MATERIAL FOR THE TASK below:

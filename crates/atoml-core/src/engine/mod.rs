//! # Engine Module
//!
//! Stateful procedures built on the numerical routines in [`crate::core`].
//!
//! ## Overview
//!
//! The engine turns feature matrices and structures into fitted models, validation
//! statistics, reduced feature spaces and minimum-energy paths. It owns the configuration
//! types consumed by the workflows, the error type they return and the progress events
//! they emit.
//!
//! ## Architecture
//!
//! - **Configuration** ([`config`]) - Validated settings and their builders
//! - **Error Handling** ([`error`]) - The engine-wide error type
//! - **Progress Monitoring** ([`progress`]) - Callback-based progress events
//! - **Models** ([`model`]) - Fitting the configured regression model
//! - **Splitting** ([`split`]) - Train/test partitioning
//! - **Validation** ([`validation`]) - Hierarchical cross-validation and learning curves
//! - **Model Building** ([`builder`]) - Feature expansion, screening and size optimisation
//! - **Path Search** ([`neb`]) - Nudged elastic band with climbing image and FIRE

pub mod builder;
pub mod config;
pub mod error;
pub mod model;
pub mod neb;
pub mod progress;
pub mod split;
pub mod validation;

End of MATERIAL FOR THE TASK.

• _DIRECTIONS FOR THIS TASK_: All entries must be given again exactly.

• _TASK OUTPUT_:
filename crates/atoml-core/src/engine/mod.rs
//! # Engine Module
//!
//! Stateful procedures built on the numerical routines in [`crate::core`].
//!
//! ## Overview
//!
//! The engine turns feature matrices and structures into fitted models, validation
//! statistics, reduced feature spaces and minimum-energy paths. It owns the configuration
//! types consumed by the workflows, the error type they return and the progress events
//! they emit.
//!
//! ## Architecture
//!
//! - **Configuration** ([`config`]) - Validated settings and their builders
//! - **Error Handling** ([`error`]) - The engine-wide error type
//! - **Progress Monitoring** ([`progress`]) - Callback-based progress events
//! - **Models** ([`model`]) - Fitting the configured regression model
//! - **Splitting** ([`split`]) - Train/test partitioning
//! - **Validation** ([`validation`]) - Hierarchical cross-validation and learning curves
//! - **Model Building** ([`builder`]) - Feature expansion, screening and size optimisation
//! - **Path Search** ([`neb`]) - Nudged elastic band with climbing image and FIRE

pub mod builder;
pub mod config;
pub mod error;
pub mod model;
pub mod neb;
pub mod progress;
pub mod split;
pub mod validation;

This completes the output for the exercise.